Política / Justiça

CNJ constata inconsistência nas folhas de pagamento de TJ

O Conselho Nacional de Justiça (CNJ) constatou, além dos indícios de favorecimento para a Delta Construções em obras no prédio da sede da Corte, inconsistência nas folhas de pagamento do Tribunal de Justiça do Rio de Janeiro (TJ-RJ), referentes a 2009, 2010 e 2011. No relatório da inspeção, realizada em março, há um “Pedido de […]

Arquivo Publicado em 17/10/2012, às 00h36

None

O Conselho Nacional de Justiça (CNJ) constatou, além dos indícios de favorecimento para a Delta Construções em obras no prédio da sede da Corte, inconsistência nas folhas de pagamento do Tribunal de Justiça do Rio de Janeiro (TJ-RJ), referentes a 2009, 2010 e 2011. No relatório da inspeção, realizada em março, há um “Pedido de Providências” para aprofundar as investigações em torno dos salários pagos.

O relatório, de forma sucinta, fala das inconsistências descobertas e da necessidade de um pedido de informações detalhadas ao Tribunal. “Ao analisar os dados, constatou-se inconsistência nas informações (referentes à folha), demonstrando a necessidade de uma apuração mais detalhada. Assim sendo, será instaurado Pedido de Providências que tramitará em autos apartados para o aprofundamento das investigações”, conforme determinou, à época, a corregedora do CNJ, ministra Eliana Calmon.

Por conta da Lei de Acesso à Informação, desde janeiro deste ano o TJ-RJ disponibilizou os salários de seus servidores. Alguns recebimentos, em valor líquido, superam em muito o teto constitucional, de R$ 26,7 mil, vencimento de um ministro do Supremo Tribunal Federal (STF).

Segundo o Tribunal, essas verbas têm natureza indenizatória e, por isso, não estão limitadas pelo teto salarial.

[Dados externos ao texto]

use pg_pool::PoolConfig;

/// Server-level configuration, loaded from the environment: `.env` via
/// `dotenv`, then `envy::from_env`.
#[derive(Debug, Clone, serde::Deserialize)]
pub struct Config {
    /// Port the HTTP+WebSocket listener binds to.
    #[serde(default = "default_port")]
    pub proxy_service_port: u16,

    /// Postgres connection string (DSN) the pool dials.
    pub database_url: String,

    /// UTF-8 secret the token verifier signs/verifies against. A single
    /// secret per server instance; no multi-tenancy.
    pub proxy_auth_secret: String,

    /// Log level and format.
    #[serde(default = "default_log")]
    pub rust_log: String,
    #[serde(default)]
    pub log_format: String,

    /// An optional unauthenticated health-check path, e.g. `healthz`. When
    /// set, `GET /<healthCheck>` answers without requiring `auth`. `None`
    /// by default: any unauthenticated GET 404s.
    #[serde(default)]
    pub health_check_path: Option<String>,

    /// How long an accepted token's identity is remembered for replay
    /// rejection. Independent of the token's own 10s timestamp window:
    /// this is the map-expiry side.
    #[serde(default = "default_replay_window_secs")]
    pub token_replay_window_secs: u64,
}

fn default_port() -> u16 {
    8080
}

fn default_log() -> String {
    "info".to_string()
}

fn default_replay_window_secs() -> u64 {
    60
}

impl Config {
    pub fn load() -> Result<Self, envy::Error> {
        match dotenv::dotenv() {
            Ok(path) => eprintln!("Loaded .env from: {}", path.display()),
            Err(e) => eprintln!("dotenv warning: {e}"),
        }
        envy::from_env::<Config>()
    }

    pub fn pool_config(&self) -> Result<PoolConfig, pg_pool::PoolError> {
        let config = PoolConfig::from_env()?;
        Ok(config)
    }
}
//! `POST /` query handling: parse the JSON body, acquire a pooled
//! connection, run the query, release, and return the result as JSON.

use axum::{
    body::Bytes,
    http::StatusCode,
    response::{IntoResponse, Response},
    Json,
};
use serde_json::Value;
use uuid::Uuid;
use wire_protocol::{self as wire};

use crate::state::AppState;

pub async fn handle(state: &AppState, body: Bytes) -> Response {
    let value: Value = match serde_json::from_slice(&body) {
        Ok(v) => v,
        Err(_) => return respond(wire::Response::failure(Uuid::new_v4().to_string(), 400, "Error parsing JSON")),
    };

    let id = value
        .get("id")
        .and_then(Value::as_str)
        .map(str::to_string)
        .unwrap_or_else(|| Uuid::new_v4().to_string());

    let query = match value.get("query").and_then(Value::as_str) {
        Some(q) if !q.is_empty() => q.to_string(),
        _ => {
            return respond(wire::Response::failure(
                id,
                400,
                "`query` must be a non-empty string",
            ));
        }
    };

    let params = match parse_params(value.get("params")) {
        Ok(params) => params,
        Err(message) => return respond(wire::Response::failure(id, 400, message)),
    };

    let conn = match state.pool.acquire().await {
        Ok(conn) => conn,
        Err(_) => {
            return respond(wire::Response::failure(id, 500, "Error acquiring connection"));
        }
    };

    let outcome = conn.query(&query, &params).await;
    let _ = state.pool.release(conn).await;

    match outcome {
        Ok(outcome) => respond(wire::Response::success(
            id,
            outcome.command,
            outcome.row_count,
            outcome.fields,
            outcome.rows,
        )),
        Err(e) => respond(wire::Response::failure(id, 400, e.to_string())),
    }
}

fn parse_params(value: Option<&Value>) -> Result<Vec<Option<String>>, &'static str> {
    match value {
        None | Some(Value::Null) => Ok(Vec::new()),
        Some(Value::Array(items)) => items
            .iter()
            .map(|item| match item {
                Value::Null => Ok(None),
                Value::String(s) => Ok(Some(s.clone())),
                _ => Err("`params` must be an array of string|null"),
            })
            .collect(),
        Some(_) => Err("`params` must be an array of string|null"),
    }
}

fn respond(response: wire::Response) -> Response {
    let status = StatusCode::from_u16(response.status_code()).unwrap_or(StatusCode::INTERNAL_SERVER_ERROR);
    (status, Json(response)).into_response()
}
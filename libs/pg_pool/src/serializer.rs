use std::{future::Future, pin::Pin};

use tokio::sync::mpsc;

type Job = Pin<Box<dyn Future<Output = ()> + Send>>;

/// Per-connection FIFO that hands tasks to the underlying driver one at a
/// time. Guarantees enqueue ordering (task N's future only completes after
/// task N-1's has) and that no two tasks ever run concurrently against the
/// same driver handle.
///
/// Implemented as a single task draining an unbounded channel; cancellation
/// is intentionally not exposed, tasks run to completion once dequeued.
#[derive(Clone)]
pub struct QuerySerializer {
    tx: mpsc::UnboundedSender<Job>,
}

impl QuerySerializer {
    pub fn new() -> Self {
        let (tx, mut rx) = mpsc::unbounded_channel::<Job>();
        tokio::spawn(async move {
            while let Some(job) = rx.recv().await {
                job.await;
            }
        });
        Self { tx }
    }

    /// Enqueues `fut` and returns its outcome once it has run. If a prior
    /// task panicked and took the serializer's worker down with it, later
    /// enqueues never resolve their receiver, which would simply hang
    /// rather than panic the caller again for the same root cause.
    pub async fn enqueue<F, T>(&self, fut: F) -> T
    where
        F: Future<Output = T> + Send + 'static,
        T: Send + 'static,
    {
        let (resp_tx, resp_rx) = tokio::sync::oneshot::channel();
        let job = Box::pin(async move {
            let result = fut.await;
            let _ = resp_tx.send(result);
        });
        // The worker task only exits when every sender (including this
        // clone) is dropped, so `send` failing here would mean the
        // serializer has already been torn down entirely.
        let _ = self.tx.send(job);
        resp_rx
            .await
            .expect("query serializer worker dropped without responding")
    }
}

impl Default for QuerySerializer {
    fn default() -> Self {
        Self::new()
    }
}

#[cfg(test)]
mod tests {
    use std::sync::{
        atomic::{AtomicU32, Ordering},
        Arc,
    };

    use super::*;

    #[tokio::test]
    async fn preserves_enqueue_order() {
        let serializer = QuerySerializer::new();
        let counter = Arc::new(AtomicU32::new(0));
        let mut handles = Vec::new();
        for expected in 0..10u32 {
            let counter = Arc::clone(&counter);
            let serializer = serializer.clone();
            handles.push(tokio::spawn(async move {
                serializer
                    .enqueue(async move {
                        let prev = counter.fetch_add(1, Ordering::SeqCst);
                        assert_eq!(prev, expected);
                    })
                    .await;
            }));
        }
        for h in handles {
            h.await.unwrap();
        }
        assert_eq!(counter.load(Ordering::SeqCst), 10);
    }

    #[tokio::test]
    async fn later_tasks_run_after_earlier_failures() {
        let serializer = QuerySerializer::new();
        let first: Result<(), &str> = serializer.enqueue(async { Err("boom") }).await;
        assert!(first.is_err());
        let second: Result<(), &str> = serializer.enqueue(async { Ok(()) }).await;
        assert!(second.is_ok());
    }
}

Há também um item de “verbas indenizatórias”, que, de acordo com o TJ, diz respeito ao pagamento do 13º salário, férias, entre outros benefícios.

Na folha, consta ainda “vantagens pessoais”, que costuma ser superiores ao subsídio dos magistrados. Segundo o TJ-RJ, há duas modalidades, a parcela autônoma de equivalência (PAE), aprovada pelo Conselho de Administração do Superior Tribunal de Justiça (STJ) e o abono variável, instituído pela lei federal 9.655/98, que alterou o percentual de diferença entre a remuneração dos cargos de ministros do STF e dos juízes da Justiça Federal de primeiro e segundo graus. O pagamento teve início em 2006 e, como compreende 72 parcelas, acaba neste ano.

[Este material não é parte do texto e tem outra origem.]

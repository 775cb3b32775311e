//! Graceful shutdown coordinator: a `Notify` the HTTP server's
//! `with_graceful_shutdown` future awaits, plus an idempotent `shutdown()`
//! that tears down the owned pool.

use std::sync::{
    atomic::{AtomicBool, Ordering},
    Arc,
};

use tokio::signal;
use tokio::sync::{watch, Mutex, Notify};
use tracing::{info, warn};

pub struct ShutdownCoordinator {
    notify: Notify,
    shutting_down: AtomicBool,
    shutdown_tx: watch::Sender<bool>,
    pool: Mutex<Option<Arc<pg_pool::ConnectionPool>>>,
}

impl ShutdownCoordinator {
    pub fn new(pool: Arc<pg_pool::ConnectionPool>) -> Self {
        let (shutdown_tx, _) = watch::channel(false);
        Self {
            notify: Notify::new(),
            shutting_down: AtomicBool::new(false),
            shutdown_tx,
            pool: Mutex::new(Some(pool)),
        }
    }

    pub async fn wait_for_shutdown(&self) {
        self.notify.notified().await;
    }

    pub fn is_shutting_down(&self) -> bool {
        self.shutting_down.load(Ordering::Relaxed)
    }

    /// A watch channel rather than `Notify` for WebSocket sessions: a
    /// session may start listening well after `shutdown()` already fired,
    /// and a `watch` remembers the last value instead of requiring the
    /// subscriber to already be waiting.
    pub fn subscribe(&self) -> watch::Receiver<bool> {
        self.shutdown_tx.subscribe()
    }

    /// Idempotent: a second call after the pool has already been taken is a
    /// no-op warning.
    pub async fn shutdown(&self) {
        self.shutting_down.store(true, Ordering::Relaxed);
        info!("initiating graceful shutdown sequence");

        let pool = match self.pool.lock().await.take() {
            Some(pool) => pool,
            None => {
                warn!("shutdown already called");
                return;
            }
        };

        let _ = self.shutdown_tx.send(true);
        self.notify.notify_waiters();
        pool.stop().await;
        info!("graceful shutdown sequence complete");
    }
}

pub async fn listen_for_shutdown_signals() {
    let ctrl_c = async {
        signal::ctrl_c()
            .await
            .expect("failed to install Ctrl+C handler");
    };

    let terminate = async {
        signal::unix::signal(signal::unix::SignalKind::terminate())
            .expect("failed to install signal handler")
            .recv()
            .await;
    };

    tokio::select! {
        _ = ctrl_c => info!("received Ctrl+C signal"),
        _ = terminate => info!("received SIGTERM signal"),
    }

    info!("signal received, starting graceful shutdown");
}
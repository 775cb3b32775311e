use std::sync::Arc;

use pg_pool::ConnectionPool;
use telemetry::metrics::Telemetry;

use crate::{auth::ReplayGuard, config::Config, metrics::ServerMetrics, shutdown::ShutdownCoordinator};

#[derive(Clone)]
pub struct AppState {
    pub pool: Arc<ConnectionPool>,
    pub auth: Arc<ReplayGuard>,
    pub config: Arc<Config>,
    pub telemetry: Arc<Telemetry<ServerMetrics>>,
    pub shutdown: Arc<ShutdownCoordinator>,
}

impl axum::extract::FromRef<AppState> for Arc<ConnectionPool> {
    fn from_ref(state: &AppState) -> Self {
        state.pool.clone()
    }
}
use std::{sync::Arc, time::Duration};

use anyhow::Context;
use proxy_server::{
    auth::ReplayGuard, metrics::ServerMetrics, shutdown::ShutdownCoordinator, AppState, Config,
};
use telemetry::metrics::Telemetry;
use tracing_subscriber::{filter::EnvFilter, fmt::time::UtcTime, prelude::*};

fn main() {
    let config = Config::load().expect("Failed to load config");

    tokio::runtime::Builder::new_multi_thread()
        .enable_all()
        .build()
        .expect("Failed to build tokio runtime")
        .block_on(async {
            if let Err(e) = run(config).await {
                tracing::error!("Fatal error during setup: {e:#}");
                std::process::exit(1);
            }
        });
}

async fn run(config: Config) -> anyhow::Result<()> {
    let filter_layer = EnvFilter::try_new(&config.rust_log)
        .or_else(|_| EnvFilter::try_from_default_env())
        .or_else(|_| EnvFilter::try_new("info"))
        .map_err(|e| anyhow::anyhow!(e))
        .context("Failed to initialize tracing filter")?;

    if config.log_format == "pretty" {
        let fmt_layer = tracing_subscriber::fmt::layer()
            .with_target(true)
            .with_level(true)
            .with_ansi(true)
            .pretty();
        tracing_subscriber::registry()
            .with(filter_layer)
            .with(fmt_layer)
            .init();
    } else {
        let fmt_layer = tracing_subscriber::fmt::layer()
            .with_timer(UtcTime::rfc_3339())
            .with_target(true)
            .with_level(true)
            .json();
        tracing_subscriber::registry()
            .with(filter_layer)
            .with(fmt_layer)
            .init();
    }

    let addr = format!("0.0.0.0:{}", config.proxy_service_port);
    tracing::info!("Starting proxy-server at: {addr}");

    let pool_config = config.pool_config().context("Invalid pool configuration")?;
    let pool = pg_pool::ConnectionPool::new(config.database_url.clone(), pool_config)
        .context("Invalid pool configuration")?;
    pool.start().await.context("Failed to start connection pool")?;

    let auth = Arc::new(ReplayGuard::new(
        config.proxy_auth_secret.clone().into_bytes(),
        Duration::from_secs(config.token_replay_window_secs),
    ));
    auth.spawn_sweeper();

    let metrics = ServerMetrics::new(None).context("Failed to create server metrics")?;
    let telemetry = Telemetry::new(Some(metrics))
        .await
        .context("Failed to create telemetry")?;
    telemetry.start().await.context("Failed to start telemetry")?;

    let shutdown = Arc::new(ShutdownCoordinator::new(pool.clone()));

    let state = AppState {
        pool,
        auth,
        config: Arc::new(config),
        telemetry,
        shutdown: shutdown.clone(),
    };

    let app = proxy_server::app(state);

    let shutdown_handle = shutdown.clone();
    tokio::spawn(async move {
        proxy_server::shutdown::listen_for_shutdown_signals().await;
        shutdown_handle.shutdown().await;
    });

    let listener = tokio::net::TcpListener::bind(&addr)
        .await
        .with_context(|| format!("Failed to bind to {addr}"))?;

    axum::serve(listener, app)
        .with_graceful_shutdown(async move { shutdown.wait_for_shutdown().await })
        .await
        .context("Server exited with error")?;

    Ok(())
}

Ambos os rendimentos, nas explicações da assessoria de imprensa do TJ-RS, não estão limitados ao teto salarial constitucional porque têm natureza indenizatória. No caso da PAE, o pagamento é referente ao período de setembro de 1994 e dezembro de 1997, e termina em agosto deste ano.

Ainda nesta terça-feira, o corregedor nacional de Justiça, ministro Francisco Falcão, intimou o presidente do TJ-RJ, Manoel Alberto Rebêlo dos Santos, a prestar informações, no prazo de dez dias, sobre os indícios de direcionamento para a Delta na obra do prédio do tribunal. O relatório do CNJ questiona cinco aditivos que elevaram o preço final da obra em 23,63%. Além disso, o documento discute a suspensão de licitação feita anteriormente para a mesma construção, na qual a empresa Paulitec Construções Ltda. foi a vencedora, e a sonegação de pagamento do PIS e Cofins.